• [REQUIRED ACTION]:
Identify and copy all lines of the material where the string "else" is found.

┌─ AVAILABLE DATA

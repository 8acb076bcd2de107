//! Progress bar for long merges.
//!
//! # Examples
//!
//! ```
//! use pdfburger::output::progress::ProgressBar;
//!
//! let mut progress = ProgressBar::new(12);
//! progress.set_message("merging");
//!
//! for _ in 0..12 {
//!     progress.increment();
//! }
//!
//! progress.finish();
//! ```

use std::io::{self, IsTerminal, Write};
use std::time::{Duration, Instant};

/// Progress bar drawn on stdout.
///
/// Drawing is disabled unless stdout is a terminal.
#[derive(Debug)]
pub struct ProgressBar {
    total: usize,
    current: usize,
    message: Option<String>,
    start_time: Instant,
    last_update: Instant,
    /// Minimum time between redraws.
    update_interval: Duration,
    enabled: bool,
}

impl ProgressBar {
    /// Create a new progress bar.
    pub fn new(total: usize) -> Self {
        Self {
            total,
            current: 0,
            message: None,
            start_time: Instant::now(),
            last_update: Instant::now(),
            update_interval: Duration::from_millis(100),
            enabled: io::stdout().is_terminal(),
        }
    }

    /// Whether the bar draws anything.
    pub fn is_enabled(&self) -> bool {
        self.enabled
    }

    /// Set the message shown in front of the bar.
    pub fn set_message(&mut self, message: impl Into<String>) {
        self.message = Some(message.into());
    }

    /// Update the progress bar to a specific value.
    pub fn update(&mut self, current: usize) {
        self.current = current.min(self.total);

        // Rate limit redraws, but always draw the last step.
        if self.last_update.elapsed() < self.update_interval && self.current < self.total {
            return;
        }

        self.last_update = Instant::now();
        self.render();
    }

    /// Increment the progress bar by one.
    pub fn increment(&mut self) {
        self.update(self.current + 1);
    }

    /// Draw the completed bar and end the line.
    pub fn finish(&mut self) {
        self.current = self.total;
        if self.enabled {
            self.render();
            println!();
        }
    }

    /// Erase the bar from the terminal.
    pub fn clear(&self) {
        if self.enabled {
            print!("\r\x1b[K");
            io::stdout().flush().ok();
        }
    }

    fn render(&self) {
        if !self.enabled {
            return;
        }

        print!("\r{}", self.render_bar());
        io::stdout().flush().ok();
    }

    fn render_bar(&self) -> String {
        let width = 40;
        let percent = (self.percent() as usize).min(100);

        let filled = (width * self.current) / self.total.max(1);
        let empty = width - filled;

        let bar = format!(
            "[{}{}]",
            "=".repeat(filled.saturating_sub(1)) + if filled > 0 { ">" } else { "" },
            " ".repeat(empty)
        );

        let mut parts = vec![
            bar,
            format!("{percent}%"),
            format!("{}/{}", self.current, self.total),
            format_duration(self.start_time.elapsed()),
        ];

        if let Some(ref msg) = self.message {
            parts.insert(0, msg.clone());
        }

        parts.join(" ")
    }

    /// Current progress percentage.
    pub fn percent(&self) -> f64 {
        if self.total > 0 {
            (self.current as f64 / self.total as f64) * 100.0
        } else {
            0.0
        }
    }
}

/// Format a duration as a human-readable string.
fn format_duration(duration: Duration) -> String {
    let secs = duration.as_secs();

    if secs < 60 {
        format!("{secs}s")
    } else if secs < 3600 {
        format!("{}m {}s", secs / 60, secs % 60)
    } else {
        format!("{}h {}m", secs / 3600, (secs % 3600) / 60)
    }
}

└─

• [RESPONSE AREA]:
            "=".repeat(filled.saturating_sub(1)) + if filled > 0 { ">" } else { "" },
        } else {
    } else if secs < 3600 {
    } else {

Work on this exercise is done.